Les femmes sont souvent comme ça. Elles font souvent cet effet là. Elles vous prennent votre air.

Elle l'accompagne au parc. Mais comme le visage masqué faisait peur aux visiteurs des parcs. Ils appelaient la police. Qui à chaque fois ne croyait pas à son histoire - il ou elle parla d'un accident industriel- on lui faisait oter son masque et on reculait de dégoût. Il y a des limites à ce qu'on peut endurer visuellement. Il était une forme de pollution visuelle, une nuisance esthétique. Comme il ne pouvait côtoyer les gens normaux, il préféra aller dans le bois, marcher seul. Parce qu'il pouvait à nouveau marcher lentement, en boitant, depuis que sa jambe avait été réparée.

Le plus souvent possible, il aimait aller dans le bois avec elle. Parler de son avenir. Car il le sentait au plus profond de lui, il avait maintenant un avenir. Elle parlait à son tour de leur avenir.

Il ne pensait plus à la mort.

Bien sûr, il mourrait un jour. Comme tout le monde. Mais ce serait le plus tard possible.
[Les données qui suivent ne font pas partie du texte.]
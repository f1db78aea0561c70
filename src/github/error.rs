//! Error types exposed by the synchronization engine.

use thiserror::Error;

/// Errors surfaced while parsing input, reading or writing the on-disk
/// state, or communicating with GitHub.
#[derive(Debug, Clone, Error, PartialEq, Eq)]
pub enum SyncError {
    /// The CLI did not include a pull request URL.
    #[error("pull request URL is required")]
    MissingPullRequestUrl,

    /// The CLI did not include a working directory.
    #[error("working directory path is required")]
    MissingWorkingDirectory,

    /// The provided URL could not be parsed.
    #[error("pull request URL is invalid: {0}")]
    InvalidUrl(String),

    /// The pull request path is incomplete.
    #[error("pull request URL must match /owner/repo/<kind>/<number>")]
    MissingPathSegments,

    /// The pull request number is not a valid integer.
    #[error("pull request number must be a non-negative integer")]
    InvalidPullRequestNumber,

    /// The supplied personal access token was blank.
    #[error("personal access token must not be blank")]
    BlankToken,

    /// The authentication token was rejected by GitHub.
    #[error("GitHub rejected the token: {message}")]
    Authentication {
        /// GitHub error message returned with the 401/403 response.
        message: String,
    },

    /// GitHub returned a non-authentication API error.
    #[error("GitHub API error: {message}")]
    Api {
        /// Response body from GitHub describing the failure.
        message: String,
    },

    /// Networking failed while calling GitHub.
    #[error("network error talking to GitHub: {message}")]
    Network {
        /// Transport-level error detail.
        message: String,
    },

    /// Local I/O operation failed.
    #[error("I/O error: {message}")]
    Io {
        /// Error detail from the underlying I/O operation.
        message: String,
    },

    /// A JSON payload could not be decoded.
    #[error("decode error: {message}")]
    Decode {
        /// The payload or path that failed to decode and the serde detail.
        message: String,
    },

    /// Configuration could not be loaded.
    #[error("configuration error: {message}")]
    Configuration {
        /// Details about the configuration failure.
        message: String,
    },
}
Alors que la mort faisaiit parti de lui depuis qu'il était enfant.

On allait l'opérer bientôt, il avait cessé de souffrir. L'opération serait terrible et il souffrirait encore. Et au bout de cette souffrance, il aurait peut-être un nouveau visage.

Le fait qu'il soit maintenant optimiste l'avait fait remonter dans la liste des gens ayant besoin d'une opération exceptionnelle. Les optimistes ont plus de chance de guérir. Et les pessimistes descendent dans le fond de la liste. Et les désespérés n'entraînent pas les meilleures intentions.
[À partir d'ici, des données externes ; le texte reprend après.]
//! GitHub pull request intake and mutation layer.
//!
//! This module wraps Octocrab to parse pull request URLs, fetch raw pull
//! request and comment payloads, and apply comment and label mutations.
//! Errors are mapped into precise variants so that callers can surface
//! failures without exposing Octocrab internals.

pub mod error;
pub mod gateway;
pub mod locator;
pub mod models;

pub use error::SyncError;
pub use gateway::{OctocrabGateway, PullRequestGateway};
pub use locator::{
    PersonalAccessToken, PullRequestLocator, PullRequestNumber, RepositoryName, RepositoryOwner,
};
pub use models::{
    CommentRecord, GITHUB_PROVIDER, GitReference, LabelRecord, PullRequestRecord,
};

#[cfg(test)]
pub use gateway::MockPullRequestGateway;

#[cfg(test)]
mod tests;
Il n'était pas heureux. Fallait pas trop en demander. Mais il n'était plus malheureux à crier. Il avait assez crié et hurlé pour qu'il ne reste plus de cris ni de hurlement.

Il s'habituait à vivre. Et comme la femme était une experte dans ce domaine, elle lui donnait des conseils plus ou moins sages.

Avec les pilules qui contrôlaient sa douleur, il allait raisonnablement bien sans être gelé ou beige.

On pourrait dire qu'il voyait demain avec optimiste. Et pouvait même envisager d'être vivant le mois prochain. Et avait quelquefois des projets pour l'année prochaine. Où il serait même là pour les voir.

C'est une histoire qui finit bien, non!?